The leadership of women has been visible not just in institutions but also on the streets. Across the world, women human rights defenders have acted boldly for change despite severe restrictions. Movements such as #MeToo, #FreeSaudiWomen, #NiUnaMenos and #AbortoLegalYa are examples of women advancing systemic change for equality and justice. Women led peaceful demonstrations and civil disobedience actions as part of the Sudan uprising in 2018.

In 2022, the killing of Mahsa Amini sparked a large-scale and intersectional uprising for democracy. Across borders, Iranians demonstrated for ‘Women, Life, Freedom.’ They hit home the point our societies are incomplete if women are denied the right to participate in political, economic, and societal activities fully.

While the United States made headlines with its Supreme Court ruling restricting abortion rights in 2022, other countries like Ireland, San Marino, Colombia, and Mexico have turned the tide. They legalized abortion following years of struggling for their right to choose.

An uphill battle

Despite these achievements, there has been no respite in the attacks targeting women’s rights and their leadership.

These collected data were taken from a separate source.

//! Edge-preserving noise suppression with a bilateral filter.
//!
//! Each output pixel is a weighted mean of its neighbors inside a square
//! window. The weight is the product of a spatial Gaussian on the offset
//! and a range Gaussian on the color difference, so flat regions are
//! smoothed while strong edges (where neighbors differ a lot in color)
//! are left sharp.
//!
//! The three channels share one weight per neighbor: the color
//! difference is the sum of absolute per-channel differences. Window
//! coordinates outside the image are clamped to the border. Filtering
//! runs on an `f32` copy of the frame and rounds back to 8 bits, so flat
//! regions (including fully saturated ones) keep their exact value.
//!
//! This is step 2 in the pipeline, between normalization and mask
//! construction.

use image::{Rgb, Rgb32FImage, RgbImage};
use imageproc::filter::bilateral::{ColorDistance, bilateral_filter};

/// Largest possible color distance (`3 * 255`).
const MAX_COLOR_DISTANCE: usize = 3 * 255;

/// Range kernel over the L1 distance between two RGB pixels with
/// channels in `0.0..=255.0`.
///
/// The Gaussian is tabulated once for every integral distance.
#[derive(Debug, Clone)]
pub struct SumAbsDistance {
    weights: Vec<f32>,
}

impl SumAbsDistance {
    #[must_use]
    pub fn new(sigma_color: f32) -> Self {
        let coeff = -0.5 / (sigma_color * sigma_color);
        let weights = (0..=MAX_COLOR_DISTANCE)
            .map(|d| {
                #[allow(clippy::cast_precision_loss)]
                let d = d as f32;
                (d * d * coeff).exp()
            })
            .collect();
        Self { weights }
    }

    /// Sum of absolute channel differences.
    #[must_use]
    pub fn distance(a: &Rgb<f32>, b: &Rgb<f32>) -> f32 {
        a.0.iter().zip(&b.0).map(|(p, q)| (p - q).abs()).sum()
    }
}

impl ColorDistance<Rgb<f32>> for SumAbsDistance {
    fn color_distance(&self, pixel1: &Rgb<f32>, pixel2: &Rgb<f32>) -> f32 {
        #[allow(clippy::cast_possible_truncation, clippy::cast_sign_loss)]
        let index = Self::distance(pixel1, pixel2).round() as usize;
        self.weights.get(index).copied().unwrap_or(0.0)
    }
}

/// Apply a joint-color bilateral filter.
///
/// `diameter` is the window size in pixels; the window spans
/// `diameter / 2` pixels on each side of the center. A radius of zero
/// (diameter 0 or 1), non-positive sigmas and empty frames return the
/// image unchanged.
#[must_use = "returns the filtered image"]
pub fn bilateral(frame: &RgbImage, diameter: u32, sigma_color: f32, sigma_space: f32) -> RgbImage {
    let radius = u8::try_from(diameter / 2).unwrap_or(u8::MAX);
    let (w, h) = frame.dimensions();
    if radius == 0 || sigma_color <= 0.0 || sigma_space <= 0.0 || w == 0 || h == 0 {
        return frame.clone();
    }

    let widened = Rgb32FImage::from_fn(w, h, |x, y| Rgb(frame.get_pixel(x, y).0.map(f32::from)));
    let filtered = bilateral_filter(&widened, radius, sigma_space, SumAbsDistance::new(sigma_color));
    RgbImage::from_fn(w, h, |x, y| Rgb(filtered.get_pixel(x, y).0.map(to_byte)))
}

#[allow(clippy::cast_possible_truncation, clippy::cast_sign_loss)]
fn to_byte(v: f32) -> u8 {
    v.round().clamp(0.0, 255.0) as u8
}
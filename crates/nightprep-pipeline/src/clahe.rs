//! Contrast-limited adaptive histogram equalization (CLAHE).
//!
//! The image is divided into a grid of tiles. Each tile gets its own
//! equalization lookup table built from a clipped histogram, and every
//! pixel is remapped by bilinearly blending the tables of the four
//! nearest tile centers, so tile seams do not show.
//!
//! When the image size is not a multiple of the grid, it is virtually
//! extended with reflect-101 borders (`dcb|abcd|cba`) so all tiles share
//! the same size.
//!
//! Clipped histogram mass is redistributed evenly across all 256 bins as
//! fractional counts. On a flat tile this keeps the table close to the
//! identity instead of pushing the single occupied level toward white.

use image::GrayImage;

use crate::types::TileGrid;

/// Number of histogram bins (one per 8-bit level).
const BINS: usize = 256;

/// Equalize `image` with a clip limit and tile grid.
///
/// `clip_limit` is a multiple of the mean bin height
/// (`tile_area / 256`); the effective per-bin cap is never below one
/// count. Non-positive values disable clipping, giving plain tiled
/// histogram equalization. A tile grid axis of zero is treated as one.
#[must_use = "returns the equalized image"]
pub fn equalize(image: &GrayImage, clip_limit: f32, grid: TileGrid) -> GrayImage {
    let (w, h) = image.dimensions();
    if w == 0 || h == 0 {
        return image.clone();
    }

    let tiles_x = grid.columns.max(1);
    let tiles_y = grid.rows.max(1);
    let tile_w = w.div_ceil(tiles_x);
    let tile_h = h.div_ceil(tiles_y);

    #[allow(clippy::cast_precision_loss)]
    let tile_area = (tile_w * tile_h) as f32;
    let cap = (clip_limit > 0.0).then(|| (clip_limit * tile_area / BINS as f32).max(1.0));

    let luts: Vec<[u8; BINS]> = (0..tiles_y)
        .flat_map(|ty| (0..tiles_x).map(move |tx| (tx, ty)))
        .map(|(tx, ty)| {
            let mut hist = [0.0f32; BINS];
            for py in ty * tile_h..(ty + 1) * tile_h {
                let sy = reflect_101(py, h);
                for px in tx * tile_w..(tx + 1) * tile_w {
                    let sx = reflect_101(px, w);
                    hist[usize::from(image.get_pixel(sx, sy).0[0])] += 1.0;
                }
            }
            if let Some(cap) = cap {
                clip_histogram(&mut hist, cap);
            }
            tile_lut(&hist, tile_area)
        })
        .collect();

    let lut_at = |tx: u32, ty: u32| &luts[(ty * tiles_x + tx) as usize];

    #[allow(clippy::cast_precision_loss)]
    let (inv_tw, inv_th) = (1.0 / tile_w as f32, 1.0 / tile_h as f32);

    GrayImage::from_fn(w, h, |x, y| {
        let v = usize::from(image.get_pixel(x, y).0[0]);

        #[allow(clippy::cast_precision_loss)]
        let (txf, tyf) = ((x as f32).mul_add(inv_tw, -0.5), (y as f32).mul_add(inv_th, -0.5));
        let (tx0, tx1, xa) = neighbor_tiles(txf, tiles_x);
        let (ty0, ty1, ya) = neighbor_tiles(tyf, tiles_y);

        let top = f32::from(lut_at(tx0, ty0)[v]).mul_add(1.0 - xa, f32::from(lut_at(tx1, ty0)[v]) * xa);
        let bottom = f32::from(lut_at(tx0, ty1)[v]).mul_add(1.0 - xa, f32::from(lut_at(tx1, ty1)[v]) * xa);
        image::Luma([to_byte(top.mul_add(1.0 - ya, bottom * ya))])
    })
}

/// Tile indices on either side of the fractional tile coordinate `t`,
/// clamped to the grid, plus the blend weight of the upper one.
#[allow(clippy::cast_possible_truncation, clippy::cast_sign_loss)]
fn neighbor_tiles(t: f32, tiles: u32) -> (u32, u32, f32) {
    let floor = t.floor();
    let last = i64::from(tiles) - 1;
    let lower = floor as i64;
    (
        lower.clamp(0, last) as u32,
        (lower + 1).clamp(0, last) as u32,
        t - floor,
    )
}

/// Cap every bin at `cap` and spread the removed mass evenly over all
/// bins.
fn clip_histogram(hist: &mut [f32; BINS], cap: f32) {
    let mut excess = 0.0f32;
    for bin in hist.iter_mut() {
        if *bin > cap {
            excess += *bin - cap;
            *bin = cap;
        }
    }

    #[allow(clippy::cast_precision_loss)]
    let share = excess / BINS as f32;
    for bin in hist.iter_mut() {
        *bin += share;
    }
}

/// Build a tile's remap table from its (clipped) histogram.
fn tile_lut(hist: &[f32; BINS], tile_area: f32) -> [u8; BINS] {
    let scale = 255.0 / tile_area;
    let mut cdf = 0.0f32;
    let mut lut = [0u8; BINS];
    for (entry, &count) in lut.iter_mut().zip(hist) {
        cdf += count;
        *entry = to_byte(cdf * scale);
    }
    lut
}

/// Map a coordinate into `0..n` by reflect-101 mirroring.
const fn reflect_101(i: u32, n: u32) -> u32 {
    if n <= 1 {
        return 0;
    }
    let period = 2 * (n - 1);
    let m = i % period;
    if m < n { m } else { period - m }
}

#[allow(clippy::cast_possible_truncation, clippy::cast_sign_loss)]
fn to_byte(v: f32) -> u8 {
    v.round().clamp(0.0, 255.0) as u8
}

Civic space has never been worse since the launch of CIVICUS Monitor in 2018. 118 countries now face serious civic space restrictions. Only 2.1 percent of the world’s population lives in countries with open civic space. Intimidation, protest disruption, and detentions of protesters were the top violations documented in 2023.

These repressive strategies are extensively used to push back against women’s and LGBTQI+ people’s rights. Gender and sexuality remain at the centre of a culture war waged by a well-organised and funded international network of anti-rights forces leveraging these issues for political advantage.